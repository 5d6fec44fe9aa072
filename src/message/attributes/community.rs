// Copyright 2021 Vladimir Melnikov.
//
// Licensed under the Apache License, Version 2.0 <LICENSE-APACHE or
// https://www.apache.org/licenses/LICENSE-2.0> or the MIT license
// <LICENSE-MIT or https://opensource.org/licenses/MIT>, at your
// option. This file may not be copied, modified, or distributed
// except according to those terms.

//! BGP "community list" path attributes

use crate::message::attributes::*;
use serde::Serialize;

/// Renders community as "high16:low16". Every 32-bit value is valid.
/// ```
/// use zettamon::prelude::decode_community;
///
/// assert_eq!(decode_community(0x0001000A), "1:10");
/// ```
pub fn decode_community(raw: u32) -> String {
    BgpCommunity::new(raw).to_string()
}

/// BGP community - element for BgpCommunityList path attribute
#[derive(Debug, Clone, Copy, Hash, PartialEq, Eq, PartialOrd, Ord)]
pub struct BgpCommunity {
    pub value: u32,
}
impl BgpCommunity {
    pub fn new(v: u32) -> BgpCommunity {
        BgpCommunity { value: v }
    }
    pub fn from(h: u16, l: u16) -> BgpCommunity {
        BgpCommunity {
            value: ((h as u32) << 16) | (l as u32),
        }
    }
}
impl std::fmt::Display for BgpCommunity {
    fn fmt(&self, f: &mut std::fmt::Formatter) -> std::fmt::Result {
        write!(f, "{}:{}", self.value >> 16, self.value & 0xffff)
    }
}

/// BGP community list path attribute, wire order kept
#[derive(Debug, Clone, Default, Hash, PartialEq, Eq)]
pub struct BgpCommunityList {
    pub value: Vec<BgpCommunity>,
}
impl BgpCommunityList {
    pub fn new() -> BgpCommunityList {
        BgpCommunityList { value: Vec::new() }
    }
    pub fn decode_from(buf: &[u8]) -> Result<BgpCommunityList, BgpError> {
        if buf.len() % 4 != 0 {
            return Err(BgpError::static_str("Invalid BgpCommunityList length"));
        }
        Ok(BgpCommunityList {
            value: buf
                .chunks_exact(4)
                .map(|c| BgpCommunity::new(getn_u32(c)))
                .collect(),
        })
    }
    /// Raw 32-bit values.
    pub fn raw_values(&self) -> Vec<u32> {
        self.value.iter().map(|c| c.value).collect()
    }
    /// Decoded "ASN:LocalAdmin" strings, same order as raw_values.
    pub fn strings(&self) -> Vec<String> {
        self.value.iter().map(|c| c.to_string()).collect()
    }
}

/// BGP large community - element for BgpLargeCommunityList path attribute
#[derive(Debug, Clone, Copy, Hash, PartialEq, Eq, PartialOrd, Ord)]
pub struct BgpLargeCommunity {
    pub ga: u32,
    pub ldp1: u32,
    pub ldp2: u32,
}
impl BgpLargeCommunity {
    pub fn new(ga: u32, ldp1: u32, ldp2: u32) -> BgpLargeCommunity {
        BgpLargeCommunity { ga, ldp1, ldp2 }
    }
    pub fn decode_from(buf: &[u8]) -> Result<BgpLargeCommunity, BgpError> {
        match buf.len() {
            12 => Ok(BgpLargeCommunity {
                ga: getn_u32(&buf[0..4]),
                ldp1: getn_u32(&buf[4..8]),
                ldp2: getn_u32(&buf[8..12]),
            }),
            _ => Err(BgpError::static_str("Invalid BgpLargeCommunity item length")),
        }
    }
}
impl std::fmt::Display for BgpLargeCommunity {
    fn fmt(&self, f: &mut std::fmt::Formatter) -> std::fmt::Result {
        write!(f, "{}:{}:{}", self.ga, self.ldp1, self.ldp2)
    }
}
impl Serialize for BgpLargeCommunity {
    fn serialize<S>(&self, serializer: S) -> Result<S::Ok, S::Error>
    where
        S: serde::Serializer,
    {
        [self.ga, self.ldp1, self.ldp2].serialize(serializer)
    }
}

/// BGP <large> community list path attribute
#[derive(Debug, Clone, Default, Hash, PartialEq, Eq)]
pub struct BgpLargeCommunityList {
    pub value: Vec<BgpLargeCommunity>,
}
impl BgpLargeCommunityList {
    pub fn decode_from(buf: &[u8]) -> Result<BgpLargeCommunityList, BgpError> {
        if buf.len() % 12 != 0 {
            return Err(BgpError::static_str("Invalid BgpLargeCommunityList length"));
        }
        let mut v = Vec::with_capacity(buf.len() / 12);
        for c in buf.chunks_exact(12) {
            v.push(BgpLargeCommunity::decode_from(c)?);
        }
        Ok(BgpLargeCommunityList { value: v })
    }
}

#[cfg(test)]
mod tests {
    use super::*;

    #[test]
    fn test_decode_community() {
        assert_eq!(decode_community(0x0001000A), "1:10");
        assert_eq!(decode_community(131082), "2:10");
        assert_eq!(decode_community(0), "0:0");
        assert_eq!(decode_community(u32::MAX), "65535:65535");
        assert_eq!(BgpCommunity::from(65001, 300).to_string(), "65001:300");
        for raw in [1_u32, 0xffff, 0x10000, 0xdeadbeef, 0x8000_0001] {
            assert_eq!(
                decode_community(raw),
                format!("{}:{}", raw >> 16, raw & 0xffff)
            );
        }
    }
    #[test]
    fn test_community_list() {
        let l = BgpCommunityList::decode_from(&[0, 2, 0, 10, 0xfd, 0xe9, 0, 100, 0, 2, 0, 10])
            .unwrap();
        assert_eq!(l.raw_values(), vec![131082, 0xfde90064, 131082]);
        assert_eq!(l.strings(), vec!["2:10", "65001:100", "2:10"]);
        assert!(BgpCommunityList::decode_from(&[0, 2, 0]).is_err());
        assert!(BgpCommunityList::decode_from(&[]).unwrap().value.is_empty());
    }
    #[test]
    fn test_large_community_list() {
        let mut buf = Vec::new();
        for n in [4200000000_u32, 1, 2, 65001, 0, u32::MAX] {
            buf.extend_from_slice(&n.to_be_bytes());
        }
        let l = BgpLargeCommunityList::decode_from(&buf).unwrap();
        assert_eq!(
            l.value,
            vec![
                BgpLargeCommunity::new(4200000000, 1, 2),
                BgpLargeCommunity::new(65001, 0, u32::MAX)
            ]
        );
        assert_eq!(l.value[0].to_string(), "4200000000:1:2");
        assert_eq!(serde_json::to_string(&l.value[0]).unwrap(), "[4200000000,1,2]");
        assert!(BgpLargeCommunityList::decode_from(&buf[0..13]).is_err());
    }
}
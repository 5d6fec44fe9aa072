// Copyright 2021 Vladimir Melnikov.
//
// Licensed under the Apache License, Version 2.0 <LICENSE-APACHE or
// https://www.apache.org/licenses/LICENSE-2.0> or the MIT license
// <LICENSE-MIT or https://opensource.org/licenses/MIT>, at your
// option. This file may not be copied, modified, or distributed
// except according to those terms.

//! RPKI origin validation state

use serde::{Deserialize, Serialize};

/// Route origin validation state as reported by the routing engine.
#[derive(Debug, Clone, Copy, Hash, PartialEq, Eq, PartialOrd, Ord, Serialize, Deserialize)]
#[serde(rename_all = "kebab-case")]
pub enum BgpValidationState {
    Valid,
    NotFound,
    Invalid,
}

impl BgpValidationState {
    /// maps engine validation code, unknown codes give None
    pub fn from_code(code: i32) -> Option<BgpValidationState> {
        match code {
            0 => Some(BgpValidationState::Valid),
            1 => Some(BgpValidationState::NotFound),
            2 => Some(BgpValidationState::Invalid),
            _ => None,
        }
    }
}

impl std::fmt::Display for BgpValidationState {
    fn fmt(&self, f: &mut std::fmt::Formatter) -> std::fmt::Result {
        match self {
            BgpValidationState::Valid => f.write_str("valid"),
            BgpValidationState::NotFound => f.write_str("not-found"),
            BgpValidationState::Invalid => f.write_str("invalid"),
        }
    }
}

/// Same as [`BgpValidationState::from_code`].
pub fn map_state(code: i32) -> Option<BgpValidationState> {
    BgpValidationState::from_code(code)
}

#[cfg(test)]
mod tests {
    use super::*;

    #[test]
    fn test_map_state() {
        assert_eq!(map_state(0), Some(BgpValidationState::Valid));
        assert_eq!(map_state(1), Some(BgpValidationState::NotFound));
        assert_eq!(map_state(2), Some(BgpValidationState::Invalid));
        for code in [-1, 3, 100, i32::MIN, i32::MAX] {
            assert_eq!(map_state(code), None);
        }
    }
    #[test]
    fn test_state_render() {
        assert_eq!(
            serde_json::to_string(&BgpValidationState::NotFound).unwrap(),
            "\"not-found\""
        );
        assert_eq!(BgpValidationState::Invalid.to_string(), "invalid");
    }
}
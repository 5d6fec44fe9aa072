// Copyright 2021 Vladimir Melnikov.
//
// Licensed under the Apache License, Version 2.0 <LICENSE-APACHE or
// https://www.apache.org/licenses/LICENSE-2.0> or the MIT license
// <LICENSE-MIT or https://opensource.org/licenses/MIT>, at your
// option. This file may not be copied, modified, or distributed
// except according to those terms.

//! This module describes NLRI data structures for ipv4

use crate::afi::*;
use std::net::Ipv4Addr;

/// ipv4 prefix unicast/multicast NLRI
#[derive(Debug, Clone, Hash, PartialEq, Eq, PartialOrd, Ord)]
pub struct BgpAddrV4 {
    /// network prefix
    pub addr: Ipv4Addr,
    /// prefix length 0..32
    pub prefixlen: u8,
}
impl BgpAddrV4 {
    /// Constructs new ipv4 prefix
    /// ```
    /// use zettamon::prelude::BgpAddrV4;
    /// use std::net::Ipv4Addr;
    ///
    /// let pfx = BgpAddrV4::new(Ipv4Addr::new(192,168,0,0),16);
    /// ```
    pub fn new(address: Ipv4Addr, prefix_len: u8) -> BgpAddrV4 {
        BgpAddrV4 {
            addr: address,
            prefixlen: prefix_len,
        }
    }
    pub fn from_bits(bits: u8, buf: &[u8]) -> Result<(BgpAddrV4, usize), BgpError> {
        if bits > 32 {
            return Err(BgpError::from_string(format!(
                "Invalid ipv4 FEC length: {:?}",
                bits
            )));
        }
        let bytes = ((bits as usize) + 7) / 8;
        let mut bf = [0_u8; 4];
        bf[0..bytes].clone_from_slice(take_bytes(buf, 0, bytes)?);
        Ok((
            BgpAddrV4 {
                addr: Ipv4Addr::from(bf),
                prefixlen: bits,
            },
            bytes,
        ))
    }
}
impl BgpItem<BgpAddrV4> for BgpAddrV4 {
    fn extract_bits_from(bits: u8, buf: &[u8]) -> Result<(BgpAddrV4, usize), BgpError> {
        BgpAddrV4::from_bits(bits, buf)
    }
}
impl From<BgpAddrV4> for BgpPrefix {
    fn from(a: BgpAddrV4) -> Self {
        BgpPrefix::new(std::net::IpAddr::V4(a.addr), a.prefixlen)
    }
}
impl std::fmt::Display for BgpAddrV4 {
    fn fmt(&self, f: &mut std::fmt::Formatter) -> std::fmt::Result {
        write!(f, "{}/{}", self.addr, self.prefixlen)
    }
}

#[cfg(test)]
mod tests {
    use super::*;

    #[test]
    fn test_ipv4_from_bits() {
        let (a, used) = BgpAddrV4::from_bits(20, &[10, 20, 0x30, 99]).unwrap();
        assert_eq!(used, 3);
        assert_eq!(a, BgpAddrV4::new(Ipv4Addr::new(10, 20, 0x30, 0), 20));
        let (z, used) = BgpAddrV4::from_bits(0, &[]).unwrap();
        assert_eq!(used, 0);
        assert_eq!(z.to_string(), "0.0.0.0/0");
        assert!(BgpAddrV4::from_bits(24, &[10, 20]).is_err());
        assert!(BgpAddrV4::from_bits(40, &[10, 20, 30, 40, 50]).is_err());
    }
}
+ + +
*Your assignment:*
Take the lines above from the one containing "pub struct BgpCommunityList" to the one containing "if buf.len() % 4" and retype them exactly, both ends included, with nothing added.

*Task output:*
pub struct BgpCommunityList {
    pub value: Vec<BgpCommunity>,
}
impl BgpCommunityList {
    pub fn new() -> BgpCommunityList {
        BgpCommunityList { value: Vec::new() }
    }
    pub fn decode_from(buf: &[u8]) -> Result<BgpCommunityList, BgpError> {
        if buf.len() % 4 != 0 {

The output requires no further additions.